* TASK DIRECTIONS *
Make an exact copy of the lines starting at the top of the listing below and ending at the line that contains "pub struct BondingCurve", inclusive.

GIVEN RECORDS Block Start

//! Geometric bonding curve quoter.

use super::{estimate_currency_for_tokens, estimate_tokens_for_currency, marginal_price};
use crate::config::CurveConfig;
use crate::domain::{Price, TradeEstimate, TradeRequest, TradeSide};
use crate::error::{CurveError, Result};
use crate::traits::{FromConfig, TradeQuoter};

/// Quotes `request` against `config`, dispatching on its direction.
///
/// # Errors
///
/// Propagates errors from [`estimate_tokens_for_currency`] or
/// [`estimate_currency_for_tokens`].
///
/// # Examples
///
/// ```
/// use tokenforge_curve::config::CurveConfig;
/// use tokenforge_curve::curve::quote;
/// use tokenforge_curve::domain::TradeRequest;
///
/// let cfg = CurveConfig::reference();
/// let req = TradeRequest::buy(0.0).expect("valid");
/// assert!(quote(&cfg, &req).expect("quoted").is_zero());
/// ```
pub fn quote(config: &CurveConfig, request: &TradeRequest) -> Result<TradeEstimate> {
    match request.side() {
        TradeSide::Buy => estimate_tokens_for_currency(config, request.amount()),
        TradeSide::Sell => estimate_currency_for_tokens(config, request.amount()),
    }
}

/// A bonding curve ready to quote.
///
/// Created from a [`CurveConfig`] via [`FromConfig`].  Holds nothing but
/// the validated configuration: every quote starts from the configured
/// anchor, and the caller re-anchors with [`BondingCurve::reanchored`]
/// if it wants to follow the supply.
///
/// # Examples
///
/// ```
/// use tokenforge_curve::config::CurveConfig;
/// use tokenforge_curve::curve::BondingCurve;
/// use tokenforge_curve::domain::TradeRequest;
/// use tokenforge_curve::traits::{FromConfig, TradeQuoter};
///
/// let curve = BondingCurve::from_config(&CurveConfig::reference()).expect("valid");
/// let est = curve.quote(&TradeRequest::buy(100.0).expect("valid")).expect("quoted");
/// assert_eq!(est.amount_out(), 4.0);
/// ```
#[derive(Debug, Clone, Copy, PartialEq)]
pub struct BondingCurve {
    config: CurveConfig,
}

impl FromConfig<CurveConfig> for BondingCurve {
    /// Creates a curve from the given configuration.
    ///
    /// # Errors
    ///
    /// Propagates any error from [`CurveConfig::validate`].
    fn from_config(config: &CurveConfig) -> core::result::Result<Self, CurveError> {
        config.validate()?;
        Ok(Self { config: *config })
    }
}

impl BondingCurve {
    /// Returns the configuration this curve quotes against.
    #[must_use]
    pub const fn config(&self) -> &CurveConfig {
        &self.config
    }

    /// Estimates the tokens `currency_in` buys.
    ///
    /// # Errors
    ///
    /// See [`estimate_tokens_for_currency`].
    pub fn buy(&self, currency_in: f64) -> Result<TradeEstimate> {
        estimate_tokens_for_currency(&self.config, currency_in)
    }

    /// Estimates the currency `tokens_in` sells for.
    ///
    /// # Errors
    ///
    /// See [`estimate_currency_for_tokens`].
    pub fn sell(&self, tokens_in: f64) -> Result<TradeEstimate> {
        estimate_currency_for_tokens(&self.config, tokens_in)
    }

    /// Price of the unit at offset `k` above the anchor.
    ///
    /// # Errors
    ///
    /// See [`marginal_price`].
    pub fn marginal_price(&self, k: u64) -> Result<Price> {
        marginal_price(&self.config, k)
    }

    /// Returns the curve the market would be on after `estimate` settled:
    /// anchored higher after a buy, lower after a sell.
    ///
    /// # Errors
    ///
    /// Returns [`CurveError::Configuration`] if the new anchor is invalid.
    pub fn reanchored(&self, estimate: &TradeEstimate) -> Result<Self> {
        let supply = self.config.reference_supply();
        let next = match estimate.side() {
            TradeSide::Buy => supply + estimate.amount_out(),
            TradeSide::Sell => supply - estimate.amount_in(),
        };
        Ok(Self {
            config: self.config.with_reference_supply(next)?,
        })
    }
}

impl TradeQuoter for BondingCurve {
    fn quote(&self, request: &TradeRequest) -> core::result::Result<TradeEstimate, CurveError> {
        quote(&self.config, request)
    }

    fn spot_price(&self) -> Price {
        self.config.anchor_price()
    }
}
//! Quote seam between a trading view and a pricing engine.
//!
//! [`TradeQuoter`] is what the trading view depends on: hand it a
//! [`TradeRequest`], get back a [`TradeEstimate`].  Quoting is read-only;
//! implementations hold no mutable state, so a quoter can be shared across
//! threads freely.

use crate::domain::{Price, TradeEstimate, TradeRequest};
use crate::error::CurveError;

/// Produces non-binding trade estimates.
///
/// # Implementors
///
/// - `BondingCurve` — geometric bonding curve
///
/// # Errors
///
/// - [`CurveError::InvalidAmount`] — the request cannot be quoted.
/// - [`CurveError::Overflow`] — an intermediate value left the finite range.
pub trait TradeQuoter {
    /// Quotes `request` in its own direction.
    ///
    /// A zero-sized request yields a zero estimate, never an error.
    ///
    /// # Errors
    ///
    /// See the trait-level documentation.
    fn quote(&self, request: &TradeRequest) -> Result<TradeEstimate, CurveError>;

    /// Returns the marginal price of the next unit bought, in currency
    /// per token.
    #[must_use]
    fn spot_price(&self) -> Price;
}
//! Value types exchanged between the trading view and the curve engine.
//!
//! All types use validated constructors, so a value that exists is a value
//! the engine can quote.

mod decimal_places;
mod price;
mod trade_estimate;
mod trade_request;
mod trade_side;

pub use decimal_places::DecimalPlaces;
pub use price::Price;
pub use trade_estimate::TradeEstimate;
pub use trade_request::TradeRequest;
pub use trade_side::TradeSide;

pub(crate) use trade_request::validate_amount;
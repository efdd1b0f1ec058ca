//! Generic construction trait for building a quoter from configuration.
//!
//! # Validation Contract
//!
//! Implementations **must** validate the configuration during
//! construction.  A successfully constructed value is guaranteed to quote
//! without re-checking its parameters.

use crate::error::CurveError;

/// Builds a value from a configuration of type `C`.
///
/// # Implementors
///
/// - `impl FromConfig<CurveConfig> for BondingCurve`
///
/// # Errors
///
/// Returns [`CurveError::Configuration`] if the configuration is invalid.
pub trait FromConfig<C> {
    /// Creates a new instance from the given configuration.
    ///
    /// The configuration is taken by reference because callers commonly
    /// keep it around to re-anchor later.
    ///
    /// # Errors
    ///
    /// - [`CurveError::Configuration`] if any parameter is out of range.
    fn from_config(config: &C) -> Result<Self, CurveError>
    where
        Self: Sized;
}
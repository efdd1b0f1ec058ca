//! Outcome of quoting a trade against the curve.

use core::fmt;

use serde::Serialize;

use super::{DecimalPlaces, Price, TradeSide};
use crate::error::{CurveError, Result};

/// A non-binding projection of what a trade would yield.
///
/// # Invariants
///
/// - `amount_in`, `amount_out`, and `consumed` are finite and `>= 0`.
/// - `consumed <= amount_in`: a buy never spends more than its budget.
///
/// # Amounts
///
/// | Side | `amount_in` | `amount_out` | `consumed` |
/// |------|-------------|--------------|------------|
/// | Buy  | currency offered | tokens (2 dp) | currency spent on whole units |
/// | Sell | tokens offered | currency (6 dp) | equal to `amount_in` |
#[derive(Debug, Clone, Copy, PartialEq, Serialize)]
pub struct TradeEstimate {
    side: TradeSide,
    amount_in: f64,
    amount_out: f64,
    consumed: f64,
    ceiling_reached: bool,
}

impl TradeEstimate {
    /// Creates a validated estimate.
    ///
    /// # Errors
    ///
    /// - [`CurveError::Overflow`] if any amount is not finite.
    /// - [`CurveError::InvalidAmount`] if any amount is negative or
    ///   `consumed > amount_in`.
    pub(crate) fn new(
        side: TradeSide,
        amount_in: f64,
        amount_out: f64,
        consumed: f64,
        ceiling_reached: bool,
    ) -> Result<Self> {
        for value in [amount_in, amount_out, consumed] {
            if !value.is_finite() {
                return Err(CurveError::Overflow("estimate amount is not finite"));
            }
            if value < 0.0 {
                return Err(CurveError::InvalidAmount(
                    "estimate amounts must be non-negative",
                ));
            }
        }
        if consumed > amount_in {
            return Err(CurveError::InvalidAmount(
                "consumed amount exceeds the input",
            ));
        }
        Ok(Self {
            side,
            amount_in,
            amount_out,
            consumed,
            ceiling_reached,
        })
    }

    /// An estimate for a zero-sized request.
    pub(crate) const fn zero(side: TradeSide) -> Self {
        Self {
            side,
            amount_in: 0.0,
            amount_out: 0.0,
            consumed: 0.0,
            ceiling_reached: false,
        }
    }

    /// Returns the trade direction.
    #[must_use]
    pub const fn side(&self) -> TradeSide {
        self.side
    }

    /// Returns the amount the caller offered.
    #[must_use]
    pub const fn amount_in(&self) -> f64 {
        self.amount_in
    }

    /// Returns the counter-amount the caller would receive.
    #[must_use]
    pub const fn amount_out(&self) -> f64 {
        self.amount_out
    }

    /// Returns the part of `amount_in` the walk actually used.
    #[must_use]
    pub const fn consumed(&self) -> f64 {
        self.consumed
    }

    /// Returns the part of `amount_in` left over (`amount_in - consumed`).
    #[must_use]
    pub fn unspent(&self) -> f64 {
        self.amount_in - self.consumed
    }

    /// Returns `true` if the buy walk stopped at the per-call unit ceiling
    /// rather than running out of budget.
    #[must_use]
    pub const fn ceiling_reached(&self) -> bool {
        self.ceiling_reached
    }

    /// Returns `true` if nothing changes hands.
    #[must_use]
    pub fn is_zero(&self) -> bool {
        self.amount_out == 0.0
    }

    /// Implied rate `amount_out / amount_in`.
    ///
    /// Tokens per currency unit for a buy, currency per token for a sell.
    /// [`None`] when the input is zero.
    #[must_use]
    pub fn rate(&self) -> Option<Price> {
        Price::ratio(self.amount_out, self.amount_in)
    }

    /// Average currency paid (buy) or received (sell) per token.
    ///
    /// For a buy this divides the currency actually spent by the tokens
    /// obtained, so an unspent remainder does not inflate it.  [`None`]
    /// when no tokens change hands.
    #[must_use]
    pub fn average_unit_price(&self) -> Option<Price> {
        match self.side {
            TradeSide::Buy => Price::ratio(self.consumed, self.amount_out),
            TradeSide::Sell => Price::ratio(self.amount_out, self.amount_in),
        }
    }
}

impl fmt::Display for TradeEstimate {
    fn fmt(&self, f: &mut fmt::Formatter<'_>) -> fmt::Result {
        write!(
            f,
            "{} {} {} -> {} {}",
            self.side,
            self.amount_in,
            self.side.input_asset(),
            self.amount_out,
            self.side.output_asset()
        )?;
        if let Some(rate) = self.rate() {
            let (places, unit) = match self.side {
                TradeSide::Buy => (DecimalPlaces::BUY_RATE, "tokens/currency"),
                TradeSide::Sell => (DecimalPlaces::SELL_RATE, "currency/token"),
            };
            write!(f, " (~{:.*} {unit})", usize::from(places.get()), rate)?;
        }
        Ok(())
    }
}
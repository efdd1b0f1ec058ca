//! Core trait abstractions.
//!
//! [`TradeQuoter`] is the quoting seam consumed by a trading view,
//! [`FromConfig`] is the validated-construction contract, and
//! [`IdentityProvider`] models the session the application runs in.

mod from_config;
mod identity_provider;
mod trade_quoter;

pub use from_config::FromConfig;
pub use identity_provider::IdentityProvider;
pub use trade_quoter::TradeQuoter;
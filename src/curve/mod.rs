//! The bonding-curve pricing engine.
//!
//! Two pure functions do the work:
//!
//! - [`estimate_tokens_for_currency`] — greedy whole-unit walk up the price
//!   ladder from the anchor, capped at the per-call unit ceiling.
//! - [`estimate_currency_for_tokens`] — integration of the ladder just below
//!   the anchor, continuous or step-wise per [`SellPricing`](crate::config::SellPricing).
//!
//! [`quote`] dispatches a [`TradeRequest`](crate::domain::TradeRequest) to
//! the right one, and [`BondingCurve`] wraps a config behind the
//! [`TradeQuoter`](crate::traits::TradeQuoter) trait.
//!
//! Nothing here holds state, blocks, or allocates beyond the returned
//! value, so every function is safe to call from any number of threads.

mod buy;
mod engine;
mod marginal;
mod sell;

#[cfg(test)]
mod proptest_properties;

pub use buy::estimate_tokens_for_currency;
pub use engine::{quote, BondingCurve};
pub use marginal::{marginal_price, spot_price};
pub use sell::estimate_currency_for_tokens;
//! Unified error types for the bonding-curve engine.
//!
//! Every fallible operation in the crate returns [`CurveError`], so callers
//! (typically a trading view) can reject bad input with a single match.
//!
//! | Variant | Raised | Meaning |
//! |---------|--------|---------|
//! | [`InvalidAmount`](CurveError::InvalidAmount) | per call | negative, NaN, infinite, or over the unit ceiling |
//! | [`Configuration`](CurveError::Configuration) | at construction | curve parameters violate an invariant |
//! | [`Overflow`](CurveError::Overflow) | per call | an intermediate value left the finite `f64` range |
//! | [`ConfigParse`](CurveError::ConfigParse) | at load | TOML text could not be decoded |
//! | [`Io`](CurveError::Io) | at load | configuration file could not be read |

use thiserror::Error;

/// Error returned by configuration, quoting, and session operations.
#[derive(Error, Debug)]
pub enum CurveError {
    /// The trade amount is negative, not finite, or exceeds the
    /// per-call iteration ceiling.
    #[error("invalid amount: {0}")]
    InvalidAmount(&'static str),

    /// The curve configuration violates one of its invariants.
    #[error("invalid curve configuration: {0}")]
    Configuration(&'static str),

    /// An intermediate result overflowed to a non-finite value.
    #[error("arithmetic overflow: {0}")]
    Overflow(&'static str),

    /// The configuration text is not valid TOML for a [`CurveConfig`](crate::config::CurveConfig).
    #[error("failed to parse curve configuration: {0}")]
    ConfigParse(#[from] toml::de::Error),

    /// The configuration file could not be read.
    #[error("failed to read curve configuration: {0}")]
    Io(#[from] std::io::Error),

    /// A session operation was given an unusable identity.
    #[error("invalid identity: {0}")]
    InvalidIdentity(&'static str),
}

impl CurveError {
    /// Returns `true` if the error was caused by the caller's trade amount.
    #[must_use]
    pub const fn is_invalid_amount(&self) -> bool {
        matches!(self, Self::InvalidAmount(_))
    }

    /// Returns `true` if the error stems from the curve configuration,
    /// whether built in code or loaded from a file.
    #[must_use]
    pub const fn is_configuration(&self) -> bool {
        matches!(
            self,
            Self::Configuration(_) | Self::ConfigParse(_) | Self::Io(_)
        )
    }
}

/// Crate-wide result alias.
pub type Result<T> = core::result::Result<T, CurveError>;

GIVEN RECORDS Block End

* SOLUTION FOR THIS EXERCISE *
//! Geometric bonding curve quoter.

use super::{estimate_currency_for_tokens, estimate_tokens_for_currency, marginal_price};
use crate::config::CurveConfig;
use crate::domain::{Price, TradeEstimate, TradeRequest, TradeSide};
use crate::error::{CurveError, Result};
use crate::traits::{FromConfig, TradeQuoter};

/// Quotes `request` against `config`, dispatching on its direction.
///
/// # Errors
///
/// Propagates errors from [`estimate_tokens_for_currency`] or
/// [`estimate_currency_for_tokens`].
///
/// # Examples
///
/// ```
/// use tokenforge_curve::config::CurveConfig;
/// use tokenforge_curve::curve::quote;
/// use tokenforge_curve::domain::TradeRequest;
///
/// let cfg = CurveConfig::reference();
/// let req = TradeRequest::buy(0.0).expect("valid");
/// assert!(quote(&cfg, &req).expect("quoted").is_zero());
/// ```
pub fn quote(config: &CurveConfig, request: &TradeRequest) -> Result<TradeEstimate> {
    match request.side() {
        TradeSide::Buy => estimate_tokens_for_currency(config, request.amount()),
        TradeSide::Sell => estimate_currency_for_tokens(config, request.amount()),
    }
}

/// A bonding curve ready to quote.
///
/// Created from a [`CurveConfig`] via [`FromConfig`].  Holds nothing but
/// the validated configuration: every quote starts from the configured
/// anchor, and the caller re-anchors with [`BondingCurve::reanchored`]
/// if it wants to follow the supply.
///
/// # Examples
///
/// ```
/// use tokenforge_curve::config::CurveConfig;
/// use tokenforge_curve::curve::BondingCurve;
/// use tokenforge_curve::domain::TradeRequest;
/// use tokenforge_curve::traits::{FromConfig, TradeQuoter};
///
/// let curve = BondingCurve::from_config(&CurveConfig::reference()).expect("valid");
/// let est = curve.quote(&TradeRequest::buy(100.0).expect("valid")).expect("quoted");
/// assert_eq!(est.amount_out(), 4.0);
/// ```
#[derive(Debug, Clone, Copy, PartialEq)]
pub struct BondingCurve {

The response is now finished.